The Data Science seminars are taking place on Wednesdays between 13:00-14:00 in the seminars room of Building 96 (unless announced otherwise)

When: Wednesday, August 21, 2019 13:00 -14:00   96/001

Speaker: Abraham Itzhak Weinberg, Ben-Gurion University of the Negev
Title: Interpretable Decision-Tree Induction and Streaming Algorithms Synergy in Big Data Parallel Framework
The talk will be divided into two parts. The first part will focus on Interpretable Decision-Tree Induction in Big Data Parallel Framework. In this part, we present and evaluate several methods for choosing one representative model out of an ensemble of decision-tree models induced from multiple subsets of a big training dataset using a parallel, distributed framework, such as MAPREDUCE. The proposed methods compute the similarity between different models and choose the model, which is most similar to others as the best representative of the entire dataset. The similarity-based approach is implemented with three different similarity metrics: a syntactic, a semantic, and a linear combination of the two. We compare this tree selection methodology to a popular ensemble algorithm (majority voting) and the baseline of randomly choosing one of the local models. In addition, we evaluate two alternative tree selection strategies: choosing the tree having the highest validation accuracy and reducing the original ensemble to five most representative trees. The syntactic similarity approach, named SySM -- Syntactic Similarity Method, provides a significantly higher testing accuracy than the semantic and the combined ones. Compared to ensemble algorithms, the representative models selected by the proposed methods are more compact and interpretable along with providing a higher inference speed for new instances.
In the second part, we present EnHAT - Ensemble Combined with Hoeffding Adaptive Tree. In this part, we demonstrate a synergy between two popular data streaming algorithms: HAT and ensemble. According to our experiments, the combination between the two models yields a better classification performance than each of the individual algorithms. This improvement does not come at the expense of additional computational resources.

About the speaker:
Avi has spent over 25 years in the fields of software and information systems. He served for six years in IAF (Israeli Air Force) and retired as a captain. Recently, he has managed BI (Business Intelligence) unit, data warehouse projects, and consulted data science projects as well as integration between big data and cybersecurity. His academic background consists of B.Sc. degrees in Industrial Engineering and Management as well as in Computer Science and M.Sc. degree in Industrial Engineering. Currently, in addition to working in cybersecurity industry, he is pursuing his Ph.D. studies at the Department of Software and Information Systems Engineering, Ben-Gurion University of the Negev, Israel.

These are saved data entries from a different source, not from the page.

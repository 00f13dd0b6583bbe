use async_trait::async_trait;
use parking_lot::RwLock;
use shortlink_core::storage::{LinkId, LinkStorage, Result};
use shortlink_core::StorageError;
use std::collections::HashMap;
use tracing::debug;

#[derive(Debug, Default)]
struct Tables {
    by_id: HashMap<LinkId, String>,
    by_original: HashMap<String, LinkId>,
}

impl Tables {
    fn insert(&mut self, original: &str, id: LinkId) -> Result<()> {
        if self.by_id.contains_key(&id) {
            return Err(StorageError::Conflict(format!("id {} is taken", id)));
        }
        if self.by_original.contains_key(original) {
            return Err(StorageError::Conflict(original.to_string()));
        }

        self.by_id.insert(id, original.to_owned());
        self.by_original.insert(original.to_owned(), id);
        Ok(())
    }
}

/// In-process implementation of [`LinkStorage`].
///
/// Both directions of the mapping sit behind one `RwLock`, so an append
/// observes the count and inserts under the same write guard. Lookups share
/// the read guard.
#[derive(Debug, Default)]
pub struct InMemoryStorage {
    tables: RwLock<Tables>,
}

impl InMemoryStorage {
    /// Creates an empty in-memory storage.
    pub fn new() -> Self {
        Self::default()
    }
}

#[async_trait]
impl LinkStorage for InMemoryStorage {
    async fn save(&self, original: &str, id: LinkId) -> Result<()> {
        self.tables.write().insert(original, id)
    }

    async fn load(&self, id: LinkId) -> Result<Option<String>> {
        Ok(self.tables.read().by_id.get(&id).cloned())
    }

    async fn count(&self) -> Result<u64> {
        Ok(self.tables.read().by_id.len() as u64)
    }

    async fn exists(&self, original: &str) -> Result<Option<LinkId>> {
        Ok(self.tables.read().by_original.get(original).copied())
    }

    async fn append(&self, original: &str, limit: u64) -> Result<LinkId> {
        let mut tables = self.tables.write();

        if let Some(id) = tables.by_original.get(original) {
            return Ok(*id);
        }

        let id = tables.by_id.len() as LinkId;
        if id >= limit {
            return Err(StorageError::Exhausted(id));
        }
        tables.insert(original, id)?;
        Ok(id)
    }

    async fn shutdown(&self) -> Result<()> {
        debug!(links = self.tables.read().by_id.len(), "in-memory storage shut down");
        Ok(())
    }
}

#[cfg(test)]
mod tests {
    use super::*;
    use std::sync::Arc;

    #[tokio::test]
    async fn save_and_load() {
        let storage = InMemoryStorage::new();

        storage.save("original.com", 0).await.unwrap();

        assert_eq!(
            storage.load(0).await.unwrap().as_deref(),
            Some("original.com")
        );
        assert_eq!(storage.count().await.unwrap(), 1);
    }

    #[tokio::test]
    async fn load_missing() {
        let storage = InMemoryStorage::new();
        assert_eq!(storage.load(7).await.unwrap(), None);
    }

    #[tokio::test]
    async fn empty_original_is_not_absence() {
        let storage = InMemoryStorage::new();
        storage.save("", 0).await.unwrap();

        assert_eq!(storage.load(0).await.unwrap(), Some(String::new()));
    }

    #[tokio::test]
    async fn exists_checks() {
        let storage = InMemoryStorage::new();
        storage.save("original.com", 0).await.unwrap();

        assert_eq!(storage.exists("not_there.com").await.unwrap(), None);
        assert_eq!(storage.exists("original.com").await.unwrap(), Some(0));
    }

    #[tokio::test]
    async fn save_conflicts() {
        let storage = InMemoryStorage::new();
        storage.save("original.com", 0).await.unwrap();

        let same_id = storage.save("other.com", 0).await.unwrap_err();
        assert!(matches!(same_id, StorageError::Conflict(_)));

        let same_original = storage.save("original.com", 1).await.unwrap_err();
        assert!(matches!(same_original, StorageError::Conflict(_)));

        assert_eq!(storage.count().await.unwrap(), 1);
    }

    #[tokio::test]
    async fn append_assigns_sequential_ids() {
        let storage = InMemoryStorage::new();

        assert_eq!(storage.append("a.com", u64::MAX).await.unwrap(), 0);
        assert_eq!(storage.append("b.com", u64::MAX).await.unwrap(), 1);
        assert_eq!(storage.append("c.com", u64::MAX).await.unwrap(), 2);
        assert_eq!(storage.count().await.unwrap(), 3);
    }

    #[tokio::test]
    async fn append_returns_existing_id() {
        let storage = InMemoryStorage::new();

        storage.append("a.com", u64::MAX).await.unwrap();
        storage.append("b.com", u64::MAX).await.unwrap();

        assert_eq!(storage.append("a.com", u64::MAX).await.unwrap(), 0);
        assert_eq!(storage.count().await.unwrap(), 2);
    }

    #[tokio::test]
    async fn append_stops_at_limit() {
        let storage = InMemoryStorage::new();

        assert_eq!(storage.append("a.com", 2).await.unwrap(), 0);
        assert_eq!(storage.append("b.com", 2).await.unwrap(), 1);

        let err = storage.append("c.com", 2).await.unwrap_err();
        assert!(matches!(err, StorageError::Exhausted(2)));
        assert_eq!(storage.exists("c.com").await.unwrap(), None);
        assert_eq!(storage.count().await.unwrap(), 2);

        // Known originals are still answered once the limit is reached.
        assert_eq!(storage.append("a.com", 2).await.unwrap(), 0);
    }

    #[tokio::test]
    async fn concurrent_appends_respect_limit() {
        let storage = Arc::new(InMemoryStorage::new());
        let mut handles = vec![];

        for i in 0..16u64 {
            let storage = Arc::clone(&storage);
            handles.push(tokio::spawn(async move {
                storage.append(&format!("https://example{}.com", i), 4).await
            }));
        }

        let mut stored = 0;
        for handle in handles {
            match handle.await.unwrap() {
                Ok(id) => {
                    assert!(id < 4);
                    stored += 1;
                }
                Err(err) => assert!(matches!(err, StorageError::Exhausted(4))),
            }
        }

        assert_eq!(stored, 4);
        assert_eq!(storage.count().await.unwrap(), 4);
    }

    #[tokio::test]
    async fn concurrent_appends_get_distinct_ids() {
        let storage = Arc::new(InMemoryStorage::new());
        let mut handles = vec![];

        for i in 0..32u64 {
            let storage = Arc::clone(&storage);
            handles.push(tokio::spawn(async move {
                storage
                    .append(&format!("https://example{}.com", i), u64::MAX)
                    .await
                    .unwrap()
            }));
        }

        let mut ids = vec![];
        for handle in handles {
            ids.push(handle.await.unwrap());
        }
        ids.sort_unstable();

        assert_eq!(ids, (0..32).collect::<Vec<_>>());
        assert_eq!(storage.count().await.unwrap(), 32);
    }

    #[tokio::test]
    async fn concurrent_appends_of_same_original() {
        let storage = Arc::new(InMemoryStorage::new());
        let mut handles = vec![];

        for _ in 0..16 {
            let storage = Arc::clone(&storage);
            handles.push(tokio::spawn(async move {
                storage.append("https://same.example", u64::MAX).await.unwrap()
            }));
        }

        for handle in handles {
            assert_eq!(handle.await.unwrap(), 0);
        }
        assert_eq!(storage.count().await.unwrap(), 1);
    }
}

When: Wednesday, September 4, 2019 13:00 -14:00   96/001

Speaker: Aviad Cohen, Ben-Gurion University of the Negev

Title:  A Triple-Layered Machine Learning-Based Methodology for Enhancing the Security of Email Eco-system

In this research, we introduce a triple-layered machine learning based methodology for enhancing the security of email ecosystem. All three layers employ machine learning methods; each layer addresses the security of different level in the email eco-system. The first layer detects malicious non-executable files attached to emails. The second layer detects malicious emails by analyzing the entire email structure quickly and independent of any external resource. The third layer detects, in a trusted manner, whether the email server has been compromised by a malware. For each layer, we present a published journal paper, which propose a novel approach, and prove the feasibility and applicability of each layer of the methodology. 

About the speaker:

Aviad Cohen is a senior security researcher at the Malware-Lab, Cyber Security Research Center (CSRC) at Ben-Gurion University of the Negev. Aviad pursues his Ph.D. studies between 2015 and 2019 in BGU's Department of Software and Information Systems Engineering. His research is aimed at the development of a triple-layered machine learning-based methodology for enhancing the security of E-mail ecosystem. He is a co-author of several papers dealing with the analysis and detection of malicious non-executable files, malicious emails and compromised virtual machine. His main areas of interest are cyber security, machine learning and data science.